With the NFL lockout still going full force, our attention turns to the NHL playoffs, NBA playoffs and the still new baseball season.  While most people wouldn’t consider baseball a violent sport (save for issues with broken bats), many would consider football and hockey to be “violent sports.”  Historically, courts would rule that consenting to play in these violent sports would bar a plaintiff from filing any type of lawsuit related to injuries suffered.  However, courts have changed their rulings and have found that when a player intentionally attacks or injures his opponent he might be liable for medical bills and injuries.

The classic case, Hackbert v.
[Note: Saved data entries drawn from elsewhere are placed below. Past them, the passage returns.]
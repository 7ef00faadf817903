//! The canned zoom animation.  Each frame's budget and region come
//! from its index alone, never from the frame before it, so any frame
//! can be rendered on its own.
//!
//! The half-width shrinks by 0.02 a frame from 1.5, which reaches zero
//! at frame 75 and goes negative after.  `frame_params` reproduces
//! that as-is, and the generator refuses those regions.
//! `ZoomPolicy::Clamped` floors the half-width instead.

use num::Complex;

use error::FieldError;
use field::{Field, FieldGenerator};
use planes::Region;

/// Iteration budget of frame 0.
pub const BASE_ITERATIONS: u32 = 50;
/// Budget added per frame.
pub const ITERATIONS_PER_FRAME: u32 = 10;
/// Half-width of frame 0.
pub const BASE_ZOOM: f64 = 1.5;
/// Half-width lost per frame.
pub const ZOOM_PER_FRAME: f64 = 0.02;
/// The point the animation zooms toward.
pub const CENTER: Complex<f64> = Complex { re: -0.5, im: 0.0 };

/// What a single frame needs to be rendered.
#[derive(Copy, Clone, Debug, PartialEq)]
pub struct FrameParams {
    /// Iteration budget for the frame.
    pub max_iter: u32,
    /// Region of the complex plane for the frame.  Not validated.
    pub region: Region,
}

fn max_iter_for(frame_index: u32) -> u32 {
    frame_index
        .saturating_mul(ITERATIONS_PER_FRAME)
        .saturating_add(BASE_ITERATIONS)
}

fn zoom_for(frame_index: u32) -> f64 {
    BASE_ZOOM - f64::from(frame_index) * ZOOM_PER_FRAME
}

/// The parameters of frame `frame_index`, exactly as scheduled,
/// including the empty and inverted regions from frame 75 on.
pub fn frame_params(frame_index: u32) -> FrameParams {
    FrameParams {
        max_iter: max_iter_for(frame_index),
        region: Region::around(CENTER, zoom_for(frame_index)),
    }
}

/// How the schedule treats a half-width that has shrunk to nothing.
#[derive(Copy, Clone, Debug, PartialEq)]
pub enum ZoomPolicy {
    /// Use the scheduled half-width unchanged.
    Faithful,
    /// Never let the half-width drop below this.
    Clamped(f64),
}

/// A zoom schedule with a policy for its late frames.
#[derive(Copy, Clone, Debug, PartialEq)]
pub struct AnimationSchedule {
    policy: ZoomPolicy,
}

impl AnimationSchedule {
    /// A schedule that matches `frame_params` exactly.
    pub fn faithful() -> AnimationSchedule {
        AnimationSchedule {
            policy: ZoomPolicy::Faithful,
        }
    }

    /// A schedule whose half-width stops shrinking at `min_zoom`.
    pub fn clamped(min_zoom: f64) -> AnimationSchedule {
        AnimationSchedule {
            policy: ZoomPolicy::Clamped(min_zoom),
        }
    }

    /// The policy in force.
    pub fn policy(&self) -> ZoomPolicy {
        self.policy
    }

    /// The parameters of frame `frame_index` under this policy.
    pub fn params(&self, frame_index: u32) -> FrameParams {
        match self.policy {
            ZoomPolicy::Faithful => frame_params(frame_index),
            ZoomPolicy::Clamped(min_zoom) => {
                let zoom = zoom_for(frame_index);
                FrameParams {
                    max_iter: max_iter_for(frame_index),
                    region: Region::around(CENTER, if zoom < min_zoom { min_zoom } else { zoom }),
                }
            }
        }
    }

    /// Render frame `frame_index`.  This is the whole per-frame
    /// computation; pacing the frames is up to the caller.
    pub fn frame_field(
        &self,
        frame_index: u32,
        width: usize,
        height: usize,
        threads: usize,
    ) -> Result<(Field, FrameParams), FieldError> {
        let params = self.params(frame_index);
        let field =
            FieldGenerator::new(width, height, params.region, params.max_iter)?.render(threads)?;
        Ok((field, params))
    }
}

impl Default for AnimationSchedule {
    fn default() -> AnimationSchedule {
        AnimationSchedule::faithful()
    }
}

#[cfg(test)]
mod tests {
    use super::*;

    #[test]
    fn first_frame_matches_the_reference_view() {
        let p = frame_params(0);
        assert_eq!(p.max_iter, 50);
        assert_eq!(p.region, Region::new(-2.0, 1.0, -1.5, 1.5));
    }

    #[test]
    fn budget_grows_by_ten_a_frame() {
        assert_eq!(frame_params(1).max_iter, 60);
        assert_eq!(frame_params(10).max_iter, 150);
        assert_eq!(frame_params(99).max_iter, 1040);
        assert_eq!(frame_params(::std::u32::MAX).max_iter, ::std::u32::MAX);
    }

    #[test]
    fn frames_depend_only_on_their_index() {
        let later = frame_params(40);
        let _ = frame_params(3);
        assert_eq!(frame_params(40), later);
    }

    #[test]
    fn late_frames_are_degenerate_and_refused() {
        assert!(frame_params(74).region.validate().is_ok());

        let p = frame_params(75);
        assert_eq!(p.region.x_min, p.region.x_max);
        assert!(p.region.validate().is_err());

        let p = frame_params(80);
        assert!(p.region.x_min > p.region.x_max);
        assert!(p.region.y_min > p.region.y_max);
        let err = AnimationSchedule::faithful()
            .frame_field(80, 8, 8, 1)
            .unwrap_err();
        match err {
            FieldError::InvertedReal(lo, hi) => assert!(lo > hi),
            other => panic!("unexpected error {:?}", other),
        }
    }

    #[test]
    fn clamped_schedule_stays_valid() {
        let schedule = AnimationSchedule::clamped(0.001);
        for frame in 0..100 {
            let p = schedule.params(frame);
            assert!(p.region.validate().is_ok(), "frame {}", frame);
            assert_eq!(p.max_iter, frame_params(frame).max_iter);
        }
        assert_eq!(schedule.policy(), ZoomPolicy::Clamped(0.001));
        assert_eq!(AnimationSchedule::default().policy(), ZoomPolicy::Faithful);
        assert_eq!(schedule.params(10), frame_params(10));
        assert_eq!(schedule.params(90).region, Region::around(CENTER, 0.001));
    }

    #[test]
    fn frame_field_renders_the_scheduled_view() {
        let (field, params) = AnimationSchedule::default().frame_field(5, 16, 12, 2).unwrap();
        assert_eq!(params, frame_params(5));
        assert_eq!(field.width(), 16);
        assert_eq!(field.height(), 12);
        assert!(field.cells().iter().all(|&n| n <= params.max_iter));
    }
}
Cincinnati Bengals, where Booby Clark hit Hackbart on the back of the head and neck with his forearm, knocking him to the ground.  This hit wasn’t in relation to a tackle or an integral part of the game, rather Clark claimed he was frustrated by the fact his team was losing.  Hackbart was actually able to sue for his injuries because the rules of professional football expressly prohibit, “striking on the head, face or neck with…the hand…[or] forearm…”

Should Athletes Be Able To Sue Over Any Injury?

Almost every game has basic rules.  Even violent sports have rules preventing certain actions (like “launching” yourself into a defenseless receiver).  However, courts have been reluctant to allow an athlete to recover for negligent or reckless rule violations.  This is especially true when someone is injured as a “…result from the customarily accepted method of playing the sport.”  For example, while fighting in hockey is a violation of the rules, it is generally accepted that fighting may occur during a game.

Obviously, if any type of injury could bring a lawsuit, there wouldn’t be a single professional sports program.  For many, the defense of “assumption of the risk” will clear the athlete for his actions.  The court may look at the rules of the sport and customary ways the game is played in order to decided if an athlete assumed the risk of rule violations by his fellow competitors.  An example is when Ben, a jockey, is riding a horse in a race against Wendy.  Wendy rides her horse in such a way that Ben’s horse is cut off and jostled, throwing Ben to the ground.  Unfortunately, Ben’s injuries are serious and he may never walk again.  Ben, being upset, sues Wendy for his injuries under the theory that she was “foul riding” which is a violation of the racing rules.  The court would actually rule in Wendy’s favor since Ben assumed the risk that he would be cut off.